#### ACTIVITY:
Return each line of the data below that contains the string "Ticks".

== SOURCE MATERIAL

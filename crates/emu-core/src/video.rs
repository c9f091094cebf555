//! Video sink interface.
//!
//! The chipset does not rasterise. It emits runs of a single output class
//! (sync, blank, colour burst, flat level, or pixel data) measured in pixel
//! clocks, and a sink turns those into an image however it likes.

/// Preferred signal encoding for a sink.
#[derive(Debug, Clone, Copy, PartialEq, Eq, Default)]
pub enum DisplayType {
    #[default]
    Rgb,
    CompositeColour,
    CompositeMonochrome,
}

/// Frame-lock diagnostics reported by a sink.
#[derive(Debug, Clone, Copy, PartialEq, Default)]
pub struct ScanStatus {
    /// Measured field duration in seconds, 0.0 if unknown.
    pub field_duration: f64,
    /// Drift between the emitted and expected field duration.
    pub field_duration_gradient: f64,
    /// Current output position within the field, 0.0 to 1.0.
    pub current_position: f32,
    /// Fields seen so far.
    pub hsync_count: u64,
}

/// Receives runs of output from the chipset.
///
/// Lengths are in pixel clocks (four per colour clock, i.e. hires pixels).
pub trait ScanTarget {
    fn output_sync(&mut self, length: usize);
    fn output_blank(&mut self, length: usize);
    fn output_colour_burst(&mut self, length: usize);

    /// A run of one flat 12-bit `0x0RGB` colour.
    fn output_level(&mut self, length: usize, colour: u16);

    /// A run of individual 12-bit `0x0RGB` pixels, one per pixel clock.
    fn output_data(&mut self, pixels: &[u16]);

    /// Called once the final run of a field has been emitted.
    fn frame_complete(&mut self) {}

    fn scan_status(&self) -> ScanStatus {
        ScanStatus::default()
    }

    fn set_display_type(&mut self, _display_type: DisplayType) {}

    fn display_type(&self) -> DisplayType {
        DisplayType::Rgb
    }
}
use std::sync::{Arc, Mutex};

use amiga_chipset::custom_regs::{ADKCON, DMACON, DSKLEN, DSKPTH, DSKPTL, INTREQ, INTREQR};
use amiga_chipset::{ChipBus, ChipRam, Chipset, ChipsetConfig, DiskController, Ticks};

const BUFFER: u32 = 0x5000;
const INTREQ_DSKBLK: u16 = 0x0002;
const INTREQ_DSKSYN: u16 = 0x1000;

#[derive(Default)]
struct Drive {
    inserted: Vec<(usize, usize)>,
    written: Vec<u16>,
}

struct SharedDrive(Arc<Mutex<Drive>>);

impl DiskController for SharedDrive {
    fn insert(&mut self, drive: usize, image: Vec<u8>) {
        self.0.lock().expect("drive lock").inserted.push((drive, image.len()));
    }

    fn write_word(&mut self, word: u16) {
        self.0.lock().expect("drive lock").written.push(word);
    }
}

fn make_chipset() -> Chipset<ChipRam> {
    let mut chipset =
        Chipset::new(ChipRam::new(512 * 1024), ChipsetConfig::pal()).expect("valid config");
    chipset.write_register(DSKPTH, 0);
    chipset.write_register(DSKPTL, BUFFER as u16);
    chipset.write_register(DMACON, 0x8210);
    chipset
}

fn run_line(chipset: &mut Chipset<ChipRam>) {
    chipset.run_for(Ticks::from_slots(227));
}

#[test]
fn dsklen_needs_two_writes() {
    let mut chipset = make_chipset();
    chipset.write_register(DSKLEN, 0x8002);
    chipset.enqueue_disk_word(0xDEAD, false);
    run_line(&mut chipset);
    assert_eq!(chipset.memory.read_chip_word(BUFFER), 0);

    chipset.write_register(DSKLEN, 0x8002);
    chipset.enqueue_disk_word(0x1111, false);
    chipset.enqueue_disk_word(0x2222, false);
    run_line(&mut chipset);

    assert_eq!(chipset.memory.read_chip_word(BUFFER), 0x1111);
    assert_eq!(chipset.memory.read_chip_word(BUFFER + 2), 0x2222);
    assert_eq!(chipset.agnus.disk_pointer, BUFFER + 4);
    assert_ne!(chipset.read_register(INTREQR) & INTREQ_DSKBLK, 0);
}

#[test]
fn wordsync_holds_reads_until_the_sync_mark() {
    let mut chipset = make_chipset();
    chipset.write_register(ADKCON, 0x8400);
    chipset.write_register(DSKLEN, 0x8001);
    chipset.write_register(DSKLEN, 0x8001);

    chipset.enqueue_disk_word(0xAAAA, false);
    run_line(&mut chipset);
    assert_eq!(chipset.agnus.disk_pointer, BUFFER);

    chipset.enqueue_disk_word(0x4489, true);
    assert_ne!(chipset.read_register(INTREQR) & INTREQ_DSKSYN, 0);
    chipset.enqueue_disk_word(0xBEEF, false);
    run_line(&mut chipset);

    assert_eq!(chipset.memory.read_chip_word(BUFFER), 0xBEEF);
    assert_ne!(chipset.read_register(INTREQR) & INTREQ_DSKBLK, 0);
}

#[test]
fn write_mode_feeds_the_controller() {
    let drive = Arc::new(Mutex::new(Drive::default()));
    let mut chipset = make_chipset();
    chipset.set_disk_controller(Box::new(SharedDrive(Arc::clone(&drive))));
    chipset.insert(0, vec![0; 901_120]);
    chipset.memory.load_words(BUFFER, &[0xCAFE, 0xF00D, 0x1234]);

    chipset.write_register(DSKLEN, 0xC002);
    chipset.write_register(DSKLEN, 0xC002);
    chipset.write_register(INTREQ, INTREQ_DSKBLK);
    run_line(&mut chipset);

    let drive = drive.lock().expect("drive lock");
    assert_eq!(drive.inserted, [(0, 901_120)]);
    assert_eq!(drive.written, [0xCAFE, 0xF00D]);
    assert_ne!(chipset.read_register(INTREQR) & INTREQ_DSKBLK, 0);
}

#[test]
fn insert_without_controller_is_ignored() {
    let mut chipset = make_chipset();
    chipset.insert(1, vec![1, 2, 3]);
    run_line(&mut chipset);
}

====

#### RESULT OF THIS EXERCISE:
use amiga_chipset::{ChipBus, ChipRam, Chipset, ChipsetConfig, DiskController, Ticks};
    chipset.run_for(Ticks::from_slots(227));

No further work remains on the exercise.